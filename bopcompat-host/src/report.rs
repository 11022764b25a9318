//! Mapping report - what the host dictionary holds for each pack biome.

use std::collections::BTreeSet;
use std::fmt;

use bopcompat_core::error::Result;
use bopcompat_core::{BiomeId, CompatError, Label, format_labels};
use serde::Serialize;
use tracing::info;

use crate::host::{BiomeDictionary, BiomeRegistry};

/// One line of the report.
#[derive(Debug, Clone, PartialEq, Eq, Serialize)]
pub struct ReportEntry {
    /// The biome.
    pub id: BiomeId,
    /// Labels the dictionary holds for it.
    pub labels: BTreeSet<Label>,
}

/// Registry biomes in one namespace with their current labels, sorted by id.
#[derive(Debug, Clone, PartialEq, Eq, Serialize)]
pub struct MappingReport {
    /// The namespace reported on.
    pub namespace: String,
    /// One entry per registered biome in the namespace.
    pub entries: Vec<ReportEntry>,
}

impl MappingReport {
    /// Read the registry and dictionary into a report.
    ///
    /// # Errors
    /// Returns `CompatError::RegistryUnavailable` if the registry cannot be read.
    pub fn collect<R, D>(namespace: &str, registry: &R, dictionary: &D) -> Result<Self>
    where
        R: BiomeRegistry + ?Sized,
        D: BiomeDictionary + ?Sized,
    {
        let mut entries: Vec<ReportEntry> = registry
            .biome_ids()?
            .into_iter()
            .filter(|id| id.in_namespace(namespace))
            .map(|id| {
                let labels = dictionary.labels_of(&id);
                ReportEntry { id, labels }
            })
            .collect();
        entries.sort_by(|a, b| a.id.cmp(&b.id));
        entries.dedup_by(|a, b| a.id == b.id);

        Ok(Self {
            namespace: namespace.to_string(),
            entries,
        })
    }

    /// Entries with no labels.
    pub fn unlabeled(&self) -> impl Iterator<Item = &BiomeId> {
        self.entries
            .iter()
            .filter(|e| e.labels.is_empty())
            .map(|e| &e.id)
    }

    /// Emit the report at info level, one line per biome.
    pub fn log(&self) {
        info!("--- Biome mapping report ---");
        for entry in &self.entries {
            info!("{}: {}", entry.id, format_labels(&entry.labels));
        }
        info!("---------------------------");
    }

    /// Serialize to pretty JSON.
    ///
    /// # Errors
    /// Returns `CompatError::Config` if serialization fails.
    pub fn to_json(&self) -> Result<String> {
        serde_json::to_string_pretty(self).map_err(|e| CompatError::Config(e.to_string()))
    }
}

impl fmt::Display for MappingReport {
    fn fmt(&self, f: &mut fmt::Formatter<'_>) -> fmt::Result {
        writeln!(f, "--- Biome mapping report ---")?;
        for entry in &self.entries {
            writeln!(f, "{}: {}", entry.id, format_labels(&entry.labels))?;
        }
        write!(f, "---------------------------")
    }
}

····················

PROBLEM
Wherever the string "struct" appears in the data above, report the whole line.

SOLUTION FOR THIS EXERCISE
pub struct ReportEntry {
pub struct MappingReport {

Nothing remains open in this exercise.